**Problem:**
Which lines of the entries below hold the word "pending"? Report each of them.

Saved entries:
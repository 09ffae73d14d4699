//! Hymnal categories loaded on demand.

use std::collections::{BTreeMap, btree_map::Entry};

use rand::Rng;
use rayon::iter::{IntoParallelIterator, ParallelIterator};

use crate::{
    domain::{
        Error, HymnCategory, HymnalEntry, WeightedCategories,
        hymnal::{self, CategoryMatches, HymnTitle, StropheCount},
    },
    storage::{CorpusSource, DirectorySource, LoadError},
};

/// Loaded hymnal categories and the weights used to pick among them.
#[derive(Debug)]
pub struct HymnalStore<S = DirectorySource> {
    source: S,
    weights: WeightedCategories,
    loaded: BTreeMap<String, HymnCategory>,
}

impl<S: CorpusSource> HymnalStore<S> {
    /// Creates an empty store.
    pub const fn new(source: S, weights: WeightedCategories) -> Self {
        Self {
            source,
            weights,
            loaded: BTreeMap::new(),
        }
    }

    /// The category weight table.
    pub const fn weights(&self) -> &WeightedCategories {
        &self.weights
    }

    /// Returns a category, loading it on first use.
    ///
    /// Category names are compared ignoring case.
    ///
    /// # Errors
    ///
    /// Returns the source's [`LoadError`] if the category cannot be loaded.
    pub fn category(&mut self, name: &str) -> Result<&HymnCategory, LoadError> {
        match self.loaded.entry(name.to_lowercase()) {
            Entry::Occupied(entry) => Ok(entry.into_mut()),
            Entry::Vacant(entry) => {
                let category = self.source.load_hymnal(name)?;
                tracing::debug!(category = %entry.key(), hymns = category.len(), "hymnal category loaded");
                Ok(entry.insert(category))
            }
        }
    }

    /// Loads every category the source knows about.
    ///
    /// Categories that fail to load are skipped with a warning. Returns the
    /// number of categories now loaded.
    #[tracing::instrument(level = "debug", skip(self))]
    pub fn load_all(&mut self) -> usize {
        let pending: Vec<String> = self
            .source
            .hymnal_categories()
            .into_iter()
            .filter(|name| !self.loaded.contains_key(&name.to_lowercase()))
            .collect();

        let source = &self.source;
        let (loaded, failed): (Vec<_>, Vec<_>) = pending
            .into_par_iter()
            .map(|name| match source.load_hymnal(&name) {
                Ok(category) => Ok((name.to_lowercase(), category)),
                Err(error) => Err((name, error)),
            })
            .partition(Result::is_ok);

        for (name, error) in failed.into_iter().filter_map(Result::err) {
            tracing::warn!(category = %name, %error, "skipping hymnal category");
        }
        self.loaded.extend(loaded.into_iter().filter_map(Result::ok));

        self.loaded.len()
    }

    /// Names of the loaded categories, lower-cased.
    pub fn loaded(&self) -> impl Iterator<Item = &str> {
        self.loaded.keys().map(String::as_str)
    }

    /// Looks up one hymn.
    ///
    /// # Errors
    ///
    /// Returns [`Error::NotLoaded`] if the category cannot be loaded, or
    /// [`Error::HymnNotFound`].
    pub fn hymn(&mut self, category: &str, number: u32) -> Result<HymnalEntry, Error> {
        hymnal::resolve(self.category(category)?, category, number)
    }

    /// The number of hymns in a category, or 0 if it cannot be loaded.
    pub fn count(&mut self, category: &str) -> usize {
        self.category(category).map_or_else(
            |error| {
                tracing::warn!(category, %error, "hymnal category unavailable");
                0
            },
            HymnCategory::len,
        )
    }

    /// The title of a hymn.
    ///
    /// # Errors
    ///
    /// As for [`HymnalStore::hymn`].
    pub fn title(&mut self, category: &str, number: u32) -> Result<HymnTitle, Error> {
        let entry = self.hymn(category, number)?;
        Ok(HymnTitle {
            reference: entry.reference,
            title: entry.title,
        })
    }

    /// The number of non-refrain strophes of a hymn.
    ///
    /// # Errors
    ///
    /// As for [`HymnalStore::hymn`].
    pub fn strophes(&mut self, category: &str, number: u32) -> Result<StropheCount, Error> {
        let entry = self.hymn(category, number)?;
        Ok(StropheCount {
            reference: entry.reference,
            count: entry.content.iter().filter(|s| !s.refrain).count(),
        })
    }

    /// Picks a random hymn: a category by weight, then a number uniformly
    /// from `1..=count`.
    ///
    /// # Errors
    ///
    /// Returns [`Error::NoCategories`] without weights,
    /// [`Error::EmptyCategory`] if the chosen category has no hymn, or any
    /// error of [`HymnalStore::hymn`].
    pub fn random<R: Rng + ?Sized>(&mut self, rng: &mut R) -> Result<HymnalEntry, Error> {
        let category = self.weights.choose(rng)?.to_string();
        let count = u32::try_from(self.count(&category)).unwrap_or(u32::MAX);
        if count == 0 {
            return Err(Error::EmptyCategory(category));
        }
        let number = rng.gen_range(1..=count);
        tracing::debug!(%category, number, "random hymn");
        self.hymn(&category, number)
    }

    /// Adds a category to the weight table.
    ///
    /// Returns `false`, with a warning, if it is already present.
    pub fn add_category(&mut self, name: impl Into<String>, weight: f64) -> bool {
        self.weights.add(name, weight)
    }

    /// Searches the lyrics of every loaded category.
    pub fn search_lyrics(&self, keyword: &str) -> BTreeMap<String, CategoryMatches> {
        hymnal::search_lyrics(self.entries(), keyword)
    }

    /// Searches the titles of every loaded category.
    pub fn search_titles(&self, keyword: &str) -> BTreeMap<String, CategoryMatches> {
        hymnal::search_titles(self.entries(), keyword)
    }

    /// Drops every loaded category. The weight table is kept.
    pub fn clear(&mut self) {
        self.loaded.clear();
    }

    fn entries(&self) -> impl Iterator<Item = (&str, &HymnCategory)> {
        self.loaded.iter().map(|(name, data)| (name.as_str(), data))
    }
}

**Reply:**
        let pending: Vec<String> = self
        let (loaded, failed): (Vec<_>, Vec<_>) = pending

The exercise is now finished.